*Your objective*
Scan the data below and state how many of its lines contain the word "record", giving only the figure.

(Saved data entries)
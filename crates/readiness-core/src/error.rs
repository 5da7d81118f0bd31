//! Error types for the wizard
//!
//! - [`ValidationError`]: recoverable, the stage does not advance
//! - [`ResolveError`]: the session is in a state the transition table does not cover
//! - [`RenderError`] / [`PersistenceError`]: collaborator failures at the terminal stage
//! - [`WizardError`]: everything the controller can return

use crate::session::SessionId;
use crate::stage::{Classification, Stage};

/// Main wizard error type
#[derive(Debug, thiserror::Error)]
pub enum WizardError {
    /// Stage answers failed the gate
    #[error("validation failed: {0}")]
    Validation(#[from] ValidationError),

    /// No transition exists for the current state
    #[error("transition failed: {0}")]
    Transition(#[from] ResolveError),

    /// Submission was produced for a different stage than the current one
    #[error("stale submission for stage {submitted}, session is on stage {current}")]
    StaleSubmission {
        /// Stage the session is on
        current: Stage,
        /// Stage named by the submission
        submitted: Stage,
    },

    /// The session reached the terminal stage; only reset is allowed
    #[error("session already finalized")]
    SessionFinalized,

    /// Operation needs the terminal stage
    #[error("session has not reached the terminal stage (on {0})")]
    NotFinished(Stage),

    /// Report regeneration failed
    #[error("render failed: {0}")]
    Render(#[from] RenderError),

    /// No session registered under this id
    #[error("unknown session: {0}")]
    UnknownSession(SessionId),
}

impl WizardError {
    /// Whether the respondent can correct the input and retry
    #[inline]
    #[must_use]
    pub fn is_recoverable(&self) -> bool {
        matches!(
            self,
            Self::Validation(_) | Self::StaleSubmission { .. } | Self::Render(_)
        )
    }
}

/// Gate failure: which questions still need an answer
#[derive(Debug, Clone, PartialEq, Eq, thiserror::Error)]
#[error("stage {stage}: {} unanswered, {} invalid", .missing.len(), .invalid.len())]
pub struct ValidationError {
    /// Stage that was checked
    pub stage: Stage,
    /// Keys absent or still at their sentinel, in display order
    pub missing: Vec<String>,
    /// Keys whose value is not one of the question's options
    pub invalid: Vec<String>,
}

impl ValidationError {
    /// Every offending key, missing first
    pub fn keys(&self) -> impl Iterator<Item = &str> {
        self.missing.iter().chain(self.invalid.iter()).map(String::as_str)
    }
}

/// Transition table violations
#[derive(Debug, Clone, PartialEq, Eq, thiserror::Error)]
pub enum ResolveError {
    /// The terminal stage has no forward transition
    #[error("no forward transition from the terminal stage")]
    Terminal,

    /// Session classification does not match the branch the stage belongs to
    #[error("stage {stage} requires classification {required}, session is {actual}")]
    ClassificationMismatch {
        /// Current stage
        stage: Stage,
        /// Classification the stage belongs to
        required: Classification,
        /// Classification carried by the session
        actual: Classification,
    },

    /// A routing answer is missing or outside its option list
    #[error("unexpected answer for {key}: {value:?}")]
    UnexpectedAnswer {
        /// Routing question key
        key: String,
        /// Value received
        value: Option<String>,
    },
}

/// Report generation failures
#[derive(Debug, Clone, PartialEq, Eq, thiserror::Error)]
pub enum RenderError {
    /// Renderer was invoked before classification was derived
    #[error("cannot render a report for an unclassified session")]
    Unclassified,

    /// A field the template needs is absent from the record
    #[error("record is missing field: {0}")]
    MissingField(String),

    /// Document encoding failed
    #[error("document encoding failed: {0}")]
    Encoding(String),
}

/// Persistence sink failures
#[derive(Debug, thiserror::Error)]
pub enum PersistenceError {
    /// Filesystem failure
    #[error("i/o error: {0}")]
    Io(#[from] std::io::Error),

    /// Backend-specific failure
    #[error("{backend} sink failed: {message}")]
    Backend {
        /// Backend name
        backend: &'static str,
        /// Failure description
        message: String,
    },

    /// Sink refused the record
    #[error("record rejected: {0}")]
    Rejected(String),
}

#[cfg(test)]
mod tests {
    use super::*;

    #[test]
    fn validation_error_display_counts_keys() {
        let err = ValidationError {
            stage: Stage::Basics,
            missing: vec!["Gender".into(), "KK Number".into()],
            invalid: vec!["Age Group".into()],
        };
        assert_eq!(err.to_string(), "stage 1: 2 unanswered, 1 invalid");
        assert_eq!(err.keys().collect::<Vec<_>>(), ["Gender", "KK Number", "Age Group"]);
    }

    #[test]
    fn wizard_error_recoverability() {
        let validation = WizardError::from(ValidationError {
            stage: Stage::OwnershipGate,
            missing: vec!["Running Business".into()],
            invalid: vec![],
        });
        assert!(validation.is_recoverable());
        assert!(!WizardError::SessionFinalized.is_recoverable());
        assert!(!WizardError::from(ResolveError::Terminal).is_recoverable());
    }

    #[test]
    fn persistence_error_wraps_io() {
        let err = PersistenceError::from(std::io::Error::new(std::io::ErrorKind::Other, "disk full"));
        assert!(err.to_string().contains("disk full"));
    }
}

*Response area*
4